* **Source data**:
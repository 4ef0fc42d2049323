use std::fs;
use std::path::{Path, PathBuf};

use common::{normalize_root, paths_overlap, CatalogId, CatalogRoot, NewCatalog};
use tracing::{info, warn};

use crate::error::{CatalogError, Result};
use crate::lock::CatalogLocks;
use crate::store::IndexStore;

/// Validates and stores a new catalog root. Nothing is walked until a pass
/// runs against the returned catalog.
pub fn create_catalog(store: &dyn IndexStore, mut catalog: NewCatalog) -> Result<CatalogRoot> {
    catalog.path = check_root(store, &catalog.path, None)?;
    let created = store.create_catalog(catalog)?;
    info!(
        "Created {} catalog {} ({}) at {}",
        created.gather_type.as_str(),
        created.id,
        created.name,
        created.path
    );
    Ok(created)
}

/// Catalog whose root is `path` or one of its ancestors.
pub fn find_catalog_for_path(store: &dyn IndexStore, path: &Path) -> Result<Option<CatalogRoot>> {
    let catalogs = store.list_catalogs()?;
    let mut current: Option<&Path> = Some(path);
    while let Some(candidate) = current {
        let key = normalize_root(&candidate.to_string_lossy());
        if let Some(found) = catalogs.iter().find(|catalog| catalog.path == key) {
            return Ok(Some(found.clone()));
        }
        current = candidate.parent();
    }
    Ok(None)
}

/// Points a catalog at a new root and rewrites its record paths.
pub fn move_catalog(
    store: &dyn IndexStore,
    locks: &CatalogLocks,
    id: CatalogId,
    new_path: &str,
) -> Result<CatalogRoot> {
    let _guard = locks.try_lock(id)?;
    let catalog = store
        .get_catalog(id)?
        .ok_or(CatalogError::CatalogNotFound(id))?;
    let new_root = check_root(store, new_path, Some(id))?;
    if new_root == catalog.path {
        warn!("Catalog {} already lives at {}", id, new_root);
        return Err(CatalogError::InvalidPath(new_root));
    }
    store.relocate_catalog(id, &new_root)
}

/// Normalized root, or the reason it can not host a catalog.
fn check_root(store: &dyn IndexStore, raw: &str, ignore: Option<CatalogId>) -> Result<String> {
    let root = normalize_root(raw);
    if root.is_empty() {
        return Err(CatalogError::InvalidPath(raw.to_string()));
    }

    let candidate = PathBuf::from(&root);
    for existing in store.list_catalogs()? {
        if Some(existing.id) == ignore {
            continue;
        }
        if paths_overlap(&candidate, existing.root()) {
            return Err(CatalogError::PathConflict {
                path: root,
                existing: existing.id,
            });
        }
    }

    if fs::read_dir(&candidate).is_err() {
        return Err(CatalogError::RootUnreadable(candidate));
    }
    Ok(root)
}

#[cfg(test)]
mod tests {
    use super::*;
    use crate::redb_store::RedbStore;
    use common::GatherType;

    fn new_catalog(path: &Path) -> NewCatalog {
        NewCatalog {
            name: "main".to_string(),
            path: format!("{}/", path.display()),
            gather_type: GatherType::Music,
            sort_pattern: String::new(),
            rename_pattern: String::new(),
        }
    }

    fn setup() -> (tempfile::TempDir, RedbStore) {
        let dir = tempfile::tempdir().unwrap();
        let store = RedbStore::open(&dir.path().join("index.redb")).unwrap();
        (dir, store)
    }

    #[test]
    fn trailing_separators_are_trimmed() {
        let (dir, store) = setup();
        let music = dir.path().join("music");
        fs::create_dir(&music).unwrap();
        let catalog = create_catalog(&store, new_catalog(&music)).unwrap();
        assert_eq!(catalog.path, music.to_string_lossy());
    }

    #[test]
    fn nested_roots_are_rejected_before_any_walk() {
        let (dir, store) = setup();
        let music = dir.path().join("music");
        let live = music.join("live");
        fs::create_dir_all(&live).unwrap();
        let first = create_catalog(&store, new_catalog(&music)).unwrap();

        for path in [&live, &music, &dir.path().to_path_buf()] {
            let err = create_catalog(&store, new_catalog(path)).unwrap_err();
            assert!(matches!(
                err,
                CatalogError::PathConflict { existing, .. } if existing == first.id
            ));
        }
        assert_eq!(store.list_catalogs().unwrap().len(), 1);
    }

    #[test]
    fn empty_and_unreadable_roots_are_rejected() {
        let (dir, store) = setup();
        let mut blank = new_catalog(dir.path());
        blank.path = "  ".to_string();
        assert!(matches!(
            create_catalog(&store, blank),
            Err(CatalogError::InvalidPath(_))
        ));
        assert!(matches!(
            create_catalog(&store, new_catalog(&dir.path().join("missing"))),
            Err(CatalogError::RootUnreadable(_))
        ));
    }

    #[test]
    fn containing_catalog_is_found_from_any_descendant() {
        let (dir, store) = setup();
        let music = dir.path().join("music");
        fs::create_dir(&music).unwrap();
        let catalog = create_catalog(&store, new_catalog(&music)).unwrap();

        let found = find_catalog_for_path(&store, &music.join("a/b/c.mp3")).unwrap();
        assert_eq!(found.map(|c| c.id), Some(catalog.id));
        assert!(find_catalog_for_path(&store, &dir.path().join("other/c.mp3"))
            .unwrap()
            .is_none());
    }

    #[test]
    fn move_rejects_noop_and_overlaps() {
        let (dir, store) = setup();
        let music = dir.path().join("music");
        let video = dir.path().join("video");
        let moved = dir.path().join("moved");
        for path in [&music, &video, &moved] {
            fs::create_dir(path).unwrap();
        }
        let catalog = create_catalog(&store, new_catalog(&music)).unwrap();
        let other = create_catalog(&store, new_catalog(&video)).unwrap();
        let locks = CatalogLocks::new();

        assert!(matches!(
            move_catalog(&store, &locks, catalog.id, &music.to_string_lossy()),
            Err(CatalogError::InvalidPath(_))
        ));
        assert!(matches!(
            move_catalog(&store, &locks, catalog.id, &video.join("sub").to_string_lossy()),
            Err(CatalogError::PathConflict { existing, .. }) if existing == other.id
        ));
        let relocated = move_catalog(&store, &locks, catalog.id, &moved.to_string_lossy()).unwrap();
        assert_eq!(relocated.path, moved.to_string_lossy());
    }
}
//! Throttling policy shared by the transports.
//!
//! The WebSocket connect loop uses a [`TokenBucket`] so repeated dial
//! failures produce at most one warning per interval.

pub mod rate_limiter;

pub use rate_limiter::{RateLimiterConfig, TokenBucket};
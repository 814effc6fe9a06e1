//! WebSocket JSON-RPC provider.
//!
//! One connection per provider, owned by two background tasks:
//!
//! - the **send pump** is the only writer. It drains the outbound queue and
//!   sends a keepalive ping every `keepalive_interval`, bounding each write
//!   by `write_timeout`;
//! - the **receive pump** is the only reader. It routes responses to their
//!   waiting caller by id and notifications to their subscription sink.
//!
//! Any fatal I/O error, or [`Provider::stop`], tears the connection down
//! exactly once: every waiting call fails with
//! [`TransportError::ConnectionClosed`], every subscription sink is closed
//! and the provider never reconnects.

use std::sync::atomic::{AtomicU8, Ordering};
use std::sync::{Arc, OnceLock};
use std::time::Duration;

use async_trait::async_trait;
use futures::stream::{SplitSink, SplitStream};
use futures::{SinkExt, StreamExt};
use serde_json::Value;
use tokio::net::TcpStream;
use tokio::sync::{mpsc, watch};
use tokio::time::{self, Instant, MissedTickBehavior};
use tokio_tungstenite::tungstenite::Message;
use tokio_tungstenite::{MaybeTlsStream, WebSocketStream};
use tracing::{debug, info, warn};

use ethwire_core::codec::{self, Envelope, JsonRpcRequest, MessageKind, RpcParam, SubscriptionId};
use ethwire_core::config::WsConfig;
use ethwire_core::error::TransportError;
use ethwire_core::methods::{unsubscribe_method, SUBSCRIPTION_SUFFIX};
use ethwire_core::policy::{RateLimiterConfig, TokenBucket};
use ethwire_core::provider::{NotificationSink, Provider};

* **WORK INSTRUCTION**: An exact copy of all the entries is the required answer.

* **RESULT OF THE EXERCISE**:
repository 4ef0fc42d2049323
use std::fs;
use std::path::{Path, PathBuf};

use common::{normalize_root, paths_overlap, CatalogId, CatalogRoot, NewCatalog};
use tracing::{info, warn};

use crate::error::{CatalogError, Result};
use crate::lock::CatalogLocks;
use crate::store::IndexStore;

/// Validates and stores a new catalog root. Nothing is walked until a pass
/// runs against the returned catalog.
pub fn create_catalog(store: &dyn IndexStore, mut catalog: NewCatalog) -> Result<CatalogRoot> {
    catalog.path = check_root(store, &catalog.path, None)?;
    let created = store.create_catalog(catalog)?;
    info!(
        "Created {} catalog {} ({}) at {}",
        created.gather_type.as_str(),
        created.id,
        created.name,
        created.path
    );
    Ok(created)
}

/// Catalog whose root is `path` or one of its ancestors.
pub fn find_catalog_for_path(store: &dyn IndexStore, path: &Path) -> Result<Option<CatalogRoot>> {
    let catalogs = store.list_catalogs()?;
    let mut current: Option<&Path> = Some(path);
    while let Some(candidate) = current {
        let key = normalize_root(&candidate.to_string_lossy());
        if let Some(found) = catalogs.iter().find(|catalog| catalog.path == key) {
            return Ok(Some(found.clone()));
        }
        current = candidate.parent();
    }
    Ok(None)
}

/// Points a catalog at a new root and rewrites its record paths.
pub fn move_catalog(
    store: &dyn IndexStore,
    locks: &CatalogLocks,
    id: CatalogId,
    new_path: &str,
) -> Result<CatalogRoot> {
    let _guard = locks.try_lock(id)?;
    let catalog = store
        .get_catalog(id)?
        .ok_or(CatalogError::CatalogNotFound(id))?;
    let new_root = check_root(store, new_path, Some(id))?;
    if new_root == catalog.path {
        warn!("Catalog {} already lives at {}", id, new_root);
        return Err(CatalogError::InvalidPath(new_root));
    }
    store.relocate_catalog(id, &new_root)
}

/// Normalized root, or the reason it can not host a catalog.
fn check_root(store: &dyn IndexStore, raw: &str, ignore: Option<CatalogId>) -> Result<String> {
    let root = normalize_root(raw);
    if root.is_empty() {
        return Err(CatalogError::InvalidPath(raw.to_string()));
    }

    let candidate = PathBuf::from(&root);
    for existing in store.list_catalogs()? {
        if Some(existing.id) == ignore {
            continue;
        }
        if paths_overlap(&candidate, existing.root()) {
            return Err(CatalogError::PathConflict {
                path: root,
                existing: existing.id,
            });
        }
    }

    if fs::read_dir(&candidate).is_err() {
        return Err(CatalogError::RootUnreadable(candidate));
    }
    Ok(root)
}

#[cfg(test)]
mod tests {
    use super::*;
    use crate::redb_store::RedbStore;
    use common::GatherType;

    fn new_catalog(path: &Path) -> NewCatalog {
        NewCatalog {
            name: "main".to_string(),
            path: format!("{}/", path.display()),
            gather_type: GatherType::Music,
            sort_pattern: String::new(),
            rename_pattern: String::new(),
        }
    }

    fn setup() -> (tempfile::TempDir, RedbStore) {
        let dir = tempfile::tempdir().unwrap();
        let store = RedbStore::open(&dir.path().join("index.redb")).unwrap();
        (dir, store)
    }

    #[test]
    fn trailing_separators_are_trimmed() {
        let (dir, store) = setup();
        let music = dir.path().join("music");
        fs::create_dir(&music).unwrap();
        let catalog = create_catalog(&store, new_catalog(&music)).unwrap();
        assert_eq!(catalog.path, music.to_string_lossy());
    }

    #[test]
    fn nested_roots_are_rejected_before_any_walk() {
        let (dir, store) = setup();
        let music = dir.path().join("music");
        let live = music.join("live");
        fs::create_dir_all(&live).unwrap();
        let first = create_catalog(&store, new_catalog(&music)).unwrap();

        for path in [&live, &music, &dir.path().to_path_buf()] {
            let err = create_catalog(&store, new_catalog(path)).unwrap_err();
            assert!(matches!(
                err,
                CatalogError::PathConflict { existing, .. } if existing == first.id
            ));
        }
        assert_eq!(store.list_catalogs().unwrap().len(), 1);
    }

    #[test]
    fn empty_and_unreadable_roots_are_rejected() {
        let (dir, store) = setup();
        let mut blank = new_catalog(dir.path());
        blank.path = "  ".to_string();
        assert!(matches!(
            create_catalog(&store, blank),
            Err(CatalogError::InvalidPath(_))
        ));
        assert!(matches!(
            create_catalog(&store, new_catalog(&dir.path().join("missing"))),
            Err(CatalogError::RootUnreadable(_))
        ));
    }

    #[test]
    fn containing_catalog_is_found_from_any_descendant() {
        let (dir, store) = setup();
        let music = dir.path().join("music");
        fs::create_dir(&music).unwrap();
        let catalog = create_catalog(&store, new_catalog(&music)).unwrap();

        let found = find_catalog_for_path(&store, &music.join("a/b/c.mp3")).unwrap();
        assert_eq!(found.map(|c| c.id), Some(catalog.id));
        assert!(find_catalog_for_path(&store, &dir.path().join("other/c.mp3"))
            .unwrap()
            .is_none());
    }

    #[test]
    fn move_rejects_noop_and_overlaps() {
        let (dir, store) = setup();
        let music = dir.path().join("music");
        let video = dir.path().join("video");
        let moved = dir.path().join("moved");
        for path in [&music, &video, &moved] {
            fs::create_dir(path).unwrap();
        }
        let catalog = create_catalog(&store, new_catalog(&music)).unwrap();
        let other = create_catalog(&store, new_catalog(&video)).unwrap();
        let locks = CatalogLocks::new();

        assert!(matches!(
            move_catalog(&store, &locks, catalog.id, &music.to_string_lossy()),
            Err(CatalogError::InvalidPath(_))
        ));
        assert!(matches!(
            move_catalog(&store, &locks, catalog.id, &video.join("sub").to_string_lossy()),
            Err(CatalogError::PathConflict { existing, .. }) if existing == other.id
        ));
        let relocated = move_catalog(&store, &locks, catalog.id, &moved.to_string_lossy()).unwrap();
        assert_eq!(relocated.path, moved.to_string_lossy());
    }
}
//! Throttling policy shared by the transports.
//!
//! The WebSocket connect loop uses a [`TokenBucket`] so repeated dial
//! failures produce at most one warning per interval.

pub mod rate_limiter;

pub use rate_limiter::{RateLimiterConfig, TokenBucket};
repository 814effc6fe9a06e1
//! WebSocket JSON-RPC provider.
//!
//! One connection per provider, owned by two background tasks:
//!
//! - the **send pump** is the only writer. It drains the outbound queue and
//!   sends a keepalive ping every `keepalive_interval`, bounding each write
//!   by `write_timeout`;
//! - the **receive pump** is the only reader. It routes responses to their
//!   waiting caller by id and notifications to their subscription sink.
//!
//! Any fatal I/O error, or [`Provider::stop`], tears the connection down
//! exactly once: every waiting call fails with
//! [`TransportError::ConnectionClosed`], every subscription sink is closed
//! and the provider never reconnects.

use std::sync::atomic::{AtomicU8, Ordering};
use std::sync::{Arc, OnceLock};
use std::time::Duration;

use async_trait::async_trait;
use futures::stream::{SplitSink, SplitStream};
use futures::{SinkExt, StreamExt};
use serde_json::Value;
use tokio::net::TcpStream;
use tokio::sync::{mpsc, watch};
use tokio::time::{self, Instant, MissedTickBehavior};
use tokio_tungstenite::tungstenite::Message;
use tokio_tungstenite::{MaybeTlsStream, WebSocketStream};
use tracing::{debug, info, warn};

use ethwire_core::codec::{self, Envelope, JsonRpcRequest, MessageKind, RpcParam, SubscriptionId};
use ethwire_core::config::WsConfig;
use ethwire_core::error::TransportError;
use ethwire_core::methods::{unsubscribe_method, SUBSCRIPTION_SUFFIX};
use ethwire_core::policy::{RateLimiterConfig, TokenBucket};
use ethwire_core::provider::{NotificationSink, Provider};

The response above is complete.